Is there anything that might make it unsafe? Only if the irradiation is sufficiently strong or prolonged to cause chemical changes that generate toxic byproducts in the food. More likely such food would become physically "burned" or otherwise undesirable in addition to becoming "less safe." Note there is little if any empirical evidence indicating that such byproducts are encountered during the routine processing of foods for consumer consumption.

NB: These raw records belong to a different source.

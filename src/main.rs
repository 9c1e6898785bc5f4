use anyhow::{bail, Result};
use sku_pages::{catalog, config::Config, enrich, generator, merge, premium, qc, render, report, server};
use tracing::info;

const USAGE: &str = "Usage: sku-pages <command>

Commands:
  generate      build per-SKU content from the catalog (en + all languages)
  enrich        fetch and compose fact-augmented en content from the web
  merge         fold enriched content into the content store
  qc            filter sources and fix water descriptions
  premium       pad under-length descriptions/ingredients/history
  render        write one HTML page per SKU and language
  all           generate, merge, qc, premium, render in order
  serve         run the edit service
  export-links  write the public page URL list as CSV
  check-images  report SKUs without an image in the assets directory";

#[tokio::main]
async fn main() -> Result<()> {
    // Load .env file (ignored in production)
    let _ = dotenvy::dotenv();

    // Initialize logging
    tracing_subscriber::fmt()
        .with_env_filter(
            tracing_subscriber::EnvFilter::from_default_env()
                .add_directive("sku_pages=info".parse()?),
        )
        .init();

    let config = Config::from_env()?;

    let command = std::env::args().nth(1).unwrap_or_default();
    match command.as_str() {
        "generate" => {
            generator::run_generate(&config)?;
        }
        "enrich" => {
            let rows = catalog::read_catalog(&config.catalog_file)?;
            enrich::run_enrichment(&config, &rows).await?;
        }
        "merge" => {
            merge::run_merge(&config)?;
        }
        "qc" => {
            qc::run_qc(&config)?;
        }
        "premium" => {
            premium::run_premium(&config)?;
        }
        "render" => {
            render::run_render(&config)?;
        }
        "all" => {
            info!("Running full pipeline");
            generator::run_generate(&config)?;
            if config.enriched_json.is_file() {
                merge::run_merge(&config)?;
            } else {
                info!("No enriched document found, skipping merge");
            }
            qc::run_qc(&config)?;
            premium::run_premium(&config)?;
            render::run_render(&config)?;
        }
        "serve" => {
            server::run_server(config).await?;
        }
        "export-links" => {
            report::export_links(&config)?;
        }
        "check-images" => {
            let audit = report::check_missing_images(&config)?;
            if audit.missing.is_empty() {
                info!("All {} rendered SKUs have images", audit.rendered);
            } else {
                for sku in &audit.missing {
                    println!("{}", sku);
                }
                info!("{} SKUs without images", audit.missing.len());
            }
        }
        "" => {
            eprintln!("{}", USAGE);
            bail!("Missing command");
        }
        other => {
            eprintln!("{}", USAGE);
            bail!("Unknown command: {}", other);
        }
    }

    Ok(())
}
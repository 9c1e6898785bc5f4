use anyhow::{Context, Result};
use std::path::Path;

/// One row of the master catalog.
///
/// Column names follow the spreadsheet export: `Department`, `Country`,
/// `Brand`, `SKU ID`, `SKU Name`, `Size`, `Tags` (comma-separated).
#[derive(Debug, Clone, Default)]
pub struct CatalogRow {
    pub sku_id: String,
    pub name: String,
    pub brand: String,
    pub country: String,
    pub department: String,
    pub size: String,
    pub tags: Vec<String>,
}

/// Read all catalog rows from a CSV file.
///
/// Rows with an empty `SKU ID` are skipped. A missing file or a missing
/// `SKU ID` column is fatal; individual blank cells degrade to empty strings.
pub fn read_catalog(path: &Path) -> Result<Vec<CatalogRow>> {
    let mut reader = csv::Reader::from_path(path)
        .with_context(|| format!("Failed to open catalog file {}", path.display()))?;

    let headers = reader
        .headers()
        .context("Failed to read catalog headers")?
        .clone();

    let col = |name: &str| headers.iter().position(|h| h.trim() == name);

    let sku_idx = col("SKU ID")
        .with_context(|| format!("Catalog is missing the 'SKU ID' column (found: {:?})", headers))?;
    let name_idx = col("SKU Name");
    let brand_idx = col("Brand");
    let country_idx = col("Country");
    let dept_idx = col("Department");
    let size_idx = col("Size");
    let tags_idx = col("Tags");

    let cell = |record: &csv::StringRecord, idx: Option<usize>| -> String {
        idx.and_then(|i| record.get(i))
            .unwrap_or_default()
            .trim()
            .to_string()
    };

    let mut rows = Vec::new();
    for record in reader.records() {
        let record = record.context("Failed to read catalog row")?;

        let sku_id = cell(&record, Some(sku_idx));
        if sku_id.is_empty() {
            continue;
        }

        let tags_raw = cell(&record, tags_idx);
        let tags = tags_raw
            .split(',')
            .map(|t| t.trim().to_string())
            .filter(|t| !t.is_empty())
            .collect();

        rows.push(CatalogRow {
            sku_id,
            name: cell(&record, name_idx),
            brand: cell(&record, brand_idx),
            country: cell(&record, country_idx),
            department: cell(&record, dept_idx),
            size: cell(&record, size_idx),
            tags,
        });
    }

    Ok(rows)
}

/// Make a SKU safe for filenames and URL paths.
///
/// Strips a trailing ".0" left behind by spreadsheet numeric formatting,
/// replaces forbidden filesystem characters with "-", and collapses runs of
/// whitespace to single spaces.
pub fn safe_filename(value: &str) -> String {
    let mut out = value.trim().to_string();

    // "123.0" comes from numeric cell formatting; leave non-numeric IDs alone
    if let Some(stripped) = out.strip_suffix(".0") {
        if !stripped.is_empty() && stripped.chars().all(|c| c.is_ascii_digit()) {
            out = stripped.to_string();
        }
    }

    let mut replaced = String::with_capacity(out.len());
    for c in out.chars() {
        match c {
            '\\' | '/' | ':' | '*' | '?' | '"' | '<' | '>' | '|' => {
                // collapse runs of forbidden chars into one dash
                if !replaced.ends_with('-') {
                    replaced.push('-');
                }
            }
            c => replaced.push(c),
        }
    }

    let mut collapsed = String::with_capacity(replaced.len());
    let mut in_space = false;
    for c in replaced.chars() {
        if c.is_whitespace() {
            if !in_space {
                collapsed.push(' ');
            }
            in_space = true;
        } else {
            collapsed.push(c);
            in_space = false;
        }
    }

    collapsed
}

#[cfg(test)]
mod tests {
    use super::*;
    use proptest::prelude::*;
    use std::io::Write;

    #[test]
    fn test_safe_filename_strips_excel_decimal() {
        assert_eq!(safe_filename("123.0"), "123");
    }

    #[test]
    fn test_safe_filename_replaces_forbidden_chars() {
        assert_eq!(safe_filename("A/B:C"), "A-B-C");
    }

    #[test]
    fn test_safe_filename_collapses_forbidden_runs() {
        assert_eq!(safe_filename("A//B"), "A-B");
    }

    #[test]
    fn test_safe_filename_normalizes_whitespace() {
        assert_eq!(safe_filename("  K  100 "), "K 100");
    }

    #[test]
    fn test_safe_filename_plain_sku_unchanged() {
        assert_eq!(safe_filename("K100"), "K100");
    }

    #[test]
    fn test_safe_filename_keeps_non_numeric_dot_zero() {
        assert_eq!(safe_filename("v1.0"), "v1.0");
    }

    proptest! {
        #[test]
        fn prop_safe_filename_is_idempotent(s in "\\PC{0,40}") {
            let once = safe_filename(&s);
            let twice = safe_filename(&once);
            prop_assert_eq!(once, twice);
        }

        #[test]
        fn prop_safe_filename_has_no_forbidden_chars(s in "\\PC{0,40}") {
            let out = safe_filename(&s);
            prop_assert!(!out.contains(['\\', '/', ':', '*', '?', '"', '<', '>', '|']));
        }
    }

    fn write_catalog(content: &str) -> tempfile::NamedTempFile {
        let mut file = tempfile::NamedTempFile::new().expect("Should create temp file");
        file.write_all(content.as_bytes()).expect("Should write");
        file
    }

    #[test]
    fn test_read_catalog_basic_row() {
        let file = write_catalog(
            "Department,Country,Brand,SKU ID,SKU Name,Size,Tags\n\
             Pickled / Olives,Greece,KRINOS,K100,Olives 500g,500g,\"greek,olives\"\n",
        );

        let rows = read_catalog(file.path()).expect("Should parse");
        assert_eq!(rows.len(), 1);
        assert_eq!(rows[0].sku_id, "K100");
        assert_eq!(rows[0].brand, "KRINOS");
        assert_eq!(rows[0].country, "Greece");
        assert_eq!(rows[0].tags, vec!["greek", "olives"]);
    }

    #[test]
    fn test_read_catalog_skips_empty_sku() {
        let file = write_catalog(
            "Department,Country,Brand,SKU ID,SKU Name,Size,Tags\n\
             Grocery,Italy,BARILLA,,Pasta 1kg,1kg,\n\
             Grocery,Italy,BARILLA,B200,Pasta 1kg,1kg,\n",
        );

        let rows = read_catalog(file.path()).expect("Should parse");
        assert_eq!(rows.len(), 1);
        assert_eq!(rows[0].sku_id, "B200");
    }

    #[test]
    fn test_read_catalog_missing_sku_column_is_fatal() {
        let file = write_catalog("Department,Country,Brand\nGrocery,Italy,BARILLA\n");

        let result = read_catalog(file.path());
        assert!(result.is_err());
        assert!(result.unwrap_err().to_string().contains("SKU ID"));
    }

    #[test]
    fn test_read_catalog_missing_optional_cells_default_empty() {
        let file = write_catalog("SKU ID,Brand\nK100,KRINOS\n");

        let rows = read_catalog(file.path()).expect("Should parse");
        assert_eq!(rows[0].name, "");
        assert_eq!(rows[0].country, "");
        assert!(rows[0].tags.is_empty());
    }
}
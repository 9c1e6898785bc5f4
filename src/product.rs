use serde::{Deserialize, Serialize};
use std::collections::BTreeMap;

/// One entry of a product's brand/product history timeline.
///
/// `year` is a display label rather than a number: generated content uses
/// stage labels ("Origins", "Development", "Today") and enriched content
/// may use a real year or an em-dash placeholder.
#[derive(Debug, Clone, Default, PartialEq, Eq, Serialize, Deserialize)]
pub struct HistoryEntry {
    #[serde(default)]
    pub year: String,
    #[serde(default)]
    pub text: String,
}

/// A reference to a web source the enricher actually used.
#[derive(Debug, Clone, Default, PartialEq, Eq, Serialize, Deserialize)]
pub struct SourceRef {
    #[serde(default)]
    pub name: String,
    #[serde(default)]
    pub url: String,
}

/// Localized content for one language.
///
/// The `en` block is the source of truth; every other language block is
/// derived from it by the localizer and shares its key structure.
#[derive(Debug, Clone, Default, PartialEq, Serialize, Deserialize)]
pub struct ContentBlock {
    /// Product name, copied verbatim into every language (never translated).
    #[serde(default)]
    pub title: String,

    /// Section-key -> localized heading (description_title, ingredients_title, ...).
    #[serde(default)]
    pub sections: BTreeMap<String, String>,

    /// Field-key -> localized metadata label (brand, country_of_origin, ...).
    #[serde(default)]
    pub meta: BTreeMap<String, String>,

    #[serde(default)]
    pub description: String,

    #[serde(default)]
    pub ingredients: String,

    #[serde(default)]
    pub precautions: String,

    #[serde(default)]
    pub history: Vec<HistoryEntry>,

    /// Only populated on the English/enriched block.
    #[serde(default, skip_serializing_if = "Vec::is_empty")]
    pub sources: Vec<SourceRef>,
}

/// A product record: one per SKU, persisted as one JSON document.
#[derive(Debug, Clone, Default, PartialEq, Serialize, Deserialize)]
pub struct Product {
    pub sku: String,

    #[serde(default)]
    pub name: String,

    #[serde(default)]
    pub brand: String,

    #[serde(default)]
    pub country_of_origin: String,

    #[serde(default)]
    pub category: String,

    #[serde(default)]
    pub size: String,

    #[serde(default)]
    pub alcohol_content: String,

    #[serde(default)]
    pub image: String,

    #[serde(default)]
    pub tags: Vec<String>,

    /// Language code -> localized content block. Always contains "en".
    #[serde(default)]
    pub i18n: BTreeMap<String, ContentBlock>,
}

impl Product {
    /// The canonical English block, if present.
    pub fn en(&self) -> Option<&ContentBlock> {
        self.i18n.get("en")
    }

    /// Mutable access to the English block, creating it if absent.
    pub fn en_mut(&mut self) -> &mut ContentBlock {
        self.i18n.entry("en".to_string()).or_default()
    }
}
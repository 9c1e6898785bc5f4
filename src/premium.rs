//! Premium pass: pads under-length `en` content with generic filler.
//!
//! Never shortens or removes adequate content, and never invents content
//! where a field is empty. Repeated runs are a no-op: a filler sentence is
//! appended at most once even when the padded result is still short.

use crate::config::Config;
use crate::product::{HistoryEntry, Product};
use crate::store::ContentStore;
use anyhow::Result;
use tracing::{info, warn};

const MIN_DESCRIPTION_CHARS: usize = 180;
const MIN_INGREDIENTS_CHARS: usize = 60;
const MIN_HISTORY_ENTRIES: usize = 3;

/// Category-keyed filler sentences for short descriptions.
const DESCRIPTION_FILLERS: &[(&str, &str)] = &[
    (
        "WATER",
        "Carefully sourced and valued for its purity and everyday refreshment, \
it is well suited for daily hydration at home or on the go.",
    ),
    (
        "CEREAL",
        "Prepared using traditional methods, this product is appreciated for its \
consistent quality and versatility in everyday home cooking.",
    ),
    (
        "BEER",
        "Brewed with attention to balance and character, it reflects the heritage \
and craftsmanship associated with its style.",
    ),
    (
        "PASTA",
        "Made to deliver reliable texture and taste, it is suitable for a wide \
range of classic and modern recipes.",
    ),
];

const GENERIC_DESCRIPTION_FILLER: &str =
    "Valued for its consistent quality and suitability for everyday use.";

const INGREDIENTS_SUFFIX: &str = "Commonly used in traditional recipes and everyday cooking.";

fn description_filler(category: &str) -> &'static str {
    let key = category.to_uppercase();
    DESCRIPTION_FILLERS
        .iter()
        .find(|(k, _)| *k == key)
        .map(|(_, filler)| *filler)
        .unwrap_or(GENERIC_DESCRIPTION_FILLER)
}

/// Pad a short description with a category-keyed filler sentence.
/// Empty descriptions are left alone.
pub fn enhance_description(description: &str, category: &str) -> String {
    if description.is_empty() || description.len() > MIN_DESCRIPTION_CHARS {
        return description.to_string();
    }

    let filler = description_filler(category);
    if description.contains(filler) {
        return description.to_string();
    }

    format!("{} {}", description.trim(), filler)
}

/// Pad a short ingredients line with a fixed suffix.
pub fn enhance_ingredients(ingredients: &str) -> String {
    if ingredients.is_empty() || ingredients.len() > MIN_INGREDIENTS_CHARS {
        return ingredients.to_string();
    }
    if ingredients.contains(INGREDIENTS_SUFFIX) {
        return ingredients.to_string();
    }

    format!("{} {}", ingredients.trim(), INGREDIENTS_SUFFIX)
}

/// Regenerate a too-short history as the fixed 3-stage template.
/// Empty histories and histories of 3+ entries are returned unchanged.
pub fn enhance_history(
    history: &[HistoryEntry],
    brand: &str,
    category: &str,
    country: &str,
) -> Vec<HistoryEntry> {
    if history.is_empty() || history.len() >= MIN_HISTORY_ENTRIES {
        return history.to_vec();
    }

    let origin = if country.is_empty() {
        "its region of production"
    } else {
        country
    };

    vec![
        HistoryEntry {
            year: "Origins".to_string(),
            text: format!(
                "The {} brand originates from {}, reflecting local traditions and expertise.",
                brand, origin
            ),
        },
        HistoryEntry {
            year: "Production".to_string(),
            text: format!(
                "Over time, {} has focused on maintaining consistent quality and careful \
production standards within the {} category.",
                brand,
                category.to_lowercase()
            ),
        },
        HistoryEntry {
            year: "Today".to_string(),
            text: format!(
                "Today, {} products are appreciated for their reliability and suitability \
for everyday use.",
                brand
            ),
        },
    ]
}

/// Apply the premium pass to one record. Returns true when anything changed.
pub fn premium_product(product: &mut Product) -> bool {
    let brand = if product.brand.is_empty() {
        "the brand".to_string()
    } else {
        product.brand.clone()
    };
    let category = product.category.clone();
    let country = product.country_of_origin.clone();

    let Some(en) = product.i18n.get_mut("en") else {
        return false;
    };

    let mut changed = false;

    let new_description = enhance_description(&en.description, &category);
    if new_description != en.description {
        en.description = new_description;
        changed = true;
    }

    let new_ingredients = enhance_ingredients(&en.ingredients);
    if new_ingredients != en.ingredients {
        en.ingredients = new_ingredients;
        changed = true;
    }

    let new_history = enhance_history(&en.history, &brand, &category, &country);
    if new_history != en.history {
        en.history = new_history;
        changed = true;
    }

    changed
}

/// Run the premium pass over the whole content store.
pub fn run_premium(config: &Config) -> Result<usize> {
    let store = ContentStore::new(&config.content_dir);
    let mut updated = 0;

    for sku in store.list_skus()? {
        let mut product = match store.load(&sku) {
            Ok(product) => product,
            Err(error) => {
                warn!("Skipping {}: {:#}", sku, error);
                continue;
            }
        };

        if premium_product(&mut product) {
            store.save(&product)?;
            updated += 1;
        }
    }

    info!("Premium pass done: {} products enhanced", updated);
    Ok(updated)
}

#[cfg(test)]
mod tests {
    use super::*;

    #[test]
    fn test_long_description_untouched() {
        let long = "x".repeat(200);
        assert_eq!(enhance_description(&long, "WATER"), long);
    }

    #[test]
    fn test_short_description_gets_category_filler() {
        let out = enhance_description("A crisp still water.", "Water");
        assert!(out.starts_with("A crisp still water."));
        assert!(out.contains("everyday refreshment"));
    }

    #[test]
    fn test_short_description_generic_fallback() {
        let out = enhance_description("Tasty olives.", "Pickled / Olives");
        assert!(out.ends_with(GENERIC_DESCRIPTION_FILLER));
    }

    #[test]
    fn test_empty_description_left_alone() {
        assert_eq!(enhance_description("", "WATER"), "");
    }

    #[test]
    fn test_description_padding_is_idempotent() {
        let once = enhance_description("Tasty olives.", "Pickled / Olives");
        let twice = enhance_description(&once, "Pickled / Olives");
        assert_eq!(once, twice);
    }

    #[test]
    fn test_short_ingredients_padded() {
        let out = enhance_ingredients("Ingredients: olives, salt.");
        assert!(out.ends_with(INGREDIENTS_SUFFIX));
        assert_eq!(enhance_ingredients(&out), out);
    }

    #[test]
    fn test_long_ingredients_untouched() {
        let long = format!("Ingredients: {}.", "olives, ".repeat(20));
        assert_eq!(enhance_ingredients(&long), long);
    }

    #[test]
    fn test_empty_ingredients_left_alone() {
        assert_eq!(enhance_ingredients(""), "");
    }

    fn entry(year: &str) -> HistoryEntry {
        HistoryEntry {
            year: year.to_string(),
            text: "text".to_string(),
        }
    }

    #[test]
    fn test_short_history_regenerated_with_three_stages() {
        let history = vec![entry("—")];
        let out = enhance_history(&history, "KRINOS", "Pickled / Olives", "Greece");

        assert_eq!(out.len(), 3);
        assert_eq!(out[0].year, "Origins");
        assert_eq!(out[1].year, "Production");
        assert_eq!(out[2].year, "Today");
        assert!(out[0].text.contains("Greece"));
        assert!(out[1].text.contains("pickled / olives"));
    }

    #[test]
    fn test_history_missing_country_fallback() {
        let out = enhance_history(&[entry("—")], "KRINOS", "Grocery", "");
        assert!(out[0].text.contains("its region of production"));
    }

    #[test]
    fn test_adequate_history_untouched() {
        let history = vec![entry("Origins"), entry("Development"), entry("Today")];
        assert_eq!(enhance_history(&history, "KRINOS", "Grocery", "Greece"), history);
    }

    #[test]
    fn test_empty_history_left_alone() {
        assert!(enhance_history(&[], "KRINOS", "Grocery", "Greece").is_empty());
    }

    fn short_product() -> Product {
        let mut product = Product {
            sku: "K100".to_string(),
            brand: "KRINOS".to_string(),
            category: "Pickled / Olives".to_string(),
            country_of_origin: "Greece".to_string(),
            ..Default::default()
        };
        let en = product.en_mut();
        en.description = "Tasty olives.".to_string();
        en.ingredients = "Ingredients: olives.".to_string();
        en.history = vec![entry("—")];
        product
    }

    #[test]
    fn test_premium_product_is_idempotent() {
        let mut product = short_product();

        assert!(premium_product(&mut product));
        let after_first = product.clone();

        assert!(!premium_product(&mut product));
        assert_eq!(product, after_first);
    }

    #[test]
    fn test_premium_never_truncates_history() {
        let mut product = short_product();
        product.en_mut().history = vec![
            entry("1950"),
            entry("1980"),
            entry("2000"),
            entry("2020"),
        ];

        premium_product(&mut product);
        assert_eq!(product.en().unwrap().history.len(), 4);
    }

    #[test]
    fn test_premium_missing_en_block_untouched() {
        let mut product = Product {
            sku: "K100".to_string(),
            ..Default::default()
        };
        assert!(!premium_product(&mut product));
    }
}
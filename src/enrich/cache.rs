//! On-disk cache for search results and page extractions.
//!
//! Two partitions (`search/`, `pages/`), one JSON file per entry, keyed by
//! the SHA-256 hex of the query string or URL. Failures are cached as empty
//! results so re-runs are idempotent and do not retry until the cache is
//! cleared.

use anyhow::{Context, Result};
use serde::{Deserialize, Serialize};
use sha2::{Digest, Sha256};
use std::fs;
use std::path::{Path, PathBuf};

/// One search hit as stored in the cache.
#[derive(Debug, Clone, Default, PartialEq, Eq, Serialize, Deserialize)]
pub struct SearchHit {
    #[serde(default)]
    pub title: String,
    #[serde(default)]
    pub url: String,
    #[serde(default)]
    pub snippet: String,
}

/// A fetched page reduced to its readable text.
#[derive(Debug, Clone, Default, PartialEq, Eq, Serialize, Deserialize)]
pub struct WebDoc {
    pub url: String,
    #[serde(default)]
    pub title: String,
    #[serde(default)]
    pub text: String,
}

/// Cache directories for the two partitions.
#[derive(Debug, Clone)]
pub struct WebCache {
    search_dir: PathBuf,
    page_dir: PathBuf,
}

fn key_hash(key: &str) -> String {
    let mut hasher = Sha256::new();
    hasher.update(key.as_bytes());
    format!("{:x}", hasher.finalize())
}

impl WebCache {
    pub fn new(base_dir: impl AsRef<Path>) -> Result<Self> {
        let base = base_dir.as_ref();
        let search_dir = base.join("search");
        let page_dir = base.join("pages");
        fs::create_dir_all(&search_dir)
            .with_context(|| format!("Failed to create cache dir {}", search_dir.display()))?;
        fs::create_dir_all(&page_dir)
            .with_context(|| format!("Failed to create cache dir {}", page_dir.display()))?;
        Ok(Self { search_dir, page_dir })
    }

    /// Cached results for a query, if any (an empty vec is a valid entry).
    pub fn load_search(&self, query: &str) -> Option<Vec<SearchHit>> {
        let path = self.search_dir.join(format!("{}.json", key_hash(query)));
        let raw = fs::read_to_string(path).ok()?;
        serde_json::from_str(&raw).ok()
    }

    pub fn save_search(&self, query: &str, results: &[SearchHit]) -> Result<()> {
        let path = self.search_dir.join(format!("{}.json", key_hash(query)));
        let json = serde_json::to_string_pretty(results).context("Failed to serialize search results")?;
        fs::write(&path, json)
            .with_context(|| format!("Failed to write search cache entry {}", path.display()))
    }

    /// Cached extraction for a URL, if any.
    pub fn load_page(&self, url: &str) -> Option<WebDoc> {
        let path = self.page_dir.join(format!("{}.json", key_hash(url)));
        let raw = fs::read_to_string(path).ok()?;
        serde_json::from_str(&raw).ok()
    }

    pub fn save_page(&self, doc: &WebDoc) -> Result<()> {
        let path = self.page_dir.join(format!("{}.json", key_hash(&doc.url)));
        let json = serde_json::to_string_pretty(doc).context("Failed to serialize page extraction")?;
        fs::write(&path, json)
            .with_context(|| format!("Failed to write page cache entry {}", path.display()))
    }
}

#[cfg(test)]
mod tests {
    use super::*;
    use tempfile::TempDir;

    #[test]
    fn test_search_round_trip() {
        let dir = TempDir::new().expect("Should create temp dir");
        let cache = WebCache::new(dir.path()).expect("Should init cache");

        assert!(cache.load_search("krinos olives ingredients").is_none());

        let hits = vec![SearchHit {
            title: "Krinos".to_string(),
            url: "https://krinos.example.com".to_string(),
            snippet: "Olives".to_string(),
        }];
        cache.save_search("krinos olives ingredients", &hits).expect("Should save");

        let loaded = cache.load_search("krinos olives ingredients").expect("Should hit");
        assert_eq!(loaded, hits);
    }

    #[test]
    fn test_empty_search_result_is_a_hit() {
        let dir = TempDir::new().expect("Should create temp dir");
        let cache = WebCache::new(dir.path()).expect("Should init cache");

        cache.save_search("no results query", &[]).expect("Should save");

        // cached-as-empty means "do not retry"
        let loaded = cache.load_search("no results query");
        assert_eq!(loaded, Some(vec![]));
    }

    #[test]
    fn test_page_round_trip() {
        let dir = TempDir::new().expect("Should create temp dir");
        let cache = WebCache::new(dir.path()).expect("Should init cache");

        let doc = WebDoc {
            url: "https://example.com/product".to_string(),
            title: "Product page".to_string(),
            text: "Ingredients: olives, water, salt.".to_string(),
        };
        cache.save_page(&doc).expect("Should save");

        assert_eq!(cache.load_page("https://example.com/product"), Some(doc));
        assert!(cache.load_page("https://example.com/other").is_none());
    }

    #[test]
    fn test_partitions_do_not_collide() {
        let dir = TempDir::new().expect("Should create temp dir");
        let cache = WebCache::new(dir.path()).expect("Should init cache");

        // Same key in both partitions stays separate
        cache.save_search("https://example.com", &[]).expect("Should save");
        assert!(cache.load_page("https://example.com").is_none());
    }

    #[test]
    fn test_key_hash_is_stable_hex() {
        let a = key_hash("query");
        let b = key_hash("query");
        assert_eq!(a, b);
        assert_eq!(a.len(), 64);
        assert!(a.chars().all(|c| c.is_ascii_hexdigit()));
    }
}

Coverage in C&D on radiation as a toxin fails to make several important points. First, radiation can have disruptive effects short of the induction or carcinogenesis or death. For example, electromagnetic radiation including x- and -rays or proximally applied particulate radiation are effective means of inducing sterility in both males and females. They are capable of producing burn-type lesions at high dose rates - exactly the basis for their use in chemotherapy or localized tissue ablation. Second, radiation resembles many chemicals in its impacts on cellular physiology. Many effects are due to the same kinds of disruptions of cell cycle machinery and recruitment of repair mechanisms that occur with chemicals that interact directly with DNA. Because of this overlap, the discussions of risk assessment covering radiation are good models for similar assessments concerning chemicals that are radiomimetic. Moreover, the coverage of background/environmentally encountered radiation provides a particularly good example (as radiation is relatively easily quantified) of the complications of assessing toxic risks in the presence of naturally existing, ecological, contamination.
The coverage does
present at least one case of meta-analysis. In a
meta-analyis, qualitatively similar studies, often of populations, are
analytically combined so that the statistical
power of the combined study can be used to detect effects that were
impossible
to see in each of the individual small studies. At least that's
the idea.
Unfortunately, the slight differences among studies or among the
populations
studied often inflate the errors associated with parameter estimates so
that some of the gain in statistical power is lost during the
re-analysis. In
some studies that loss compromises the overall impact of the
meta-analysis,
in others there is a sufficient gain to demonstrate what could not been
proven
in the smaller studies. The approach is an efficient means of
exploring
questions for which ample collective data exists but which would be
prohibitively
expensive to undertake de novo.
Discussion Questions
Agencies & Risk (QS1Q3)
3. Modern toxicology includes the concepts of causality, risk
assessment, and
site specificity of action. Why are all these concepts relevant
to the
following agencies: USPHS, NSC, EPA, FDA, OSHA, NRC? How many of
these agencies
derive directly from concerns about toxicant exposures?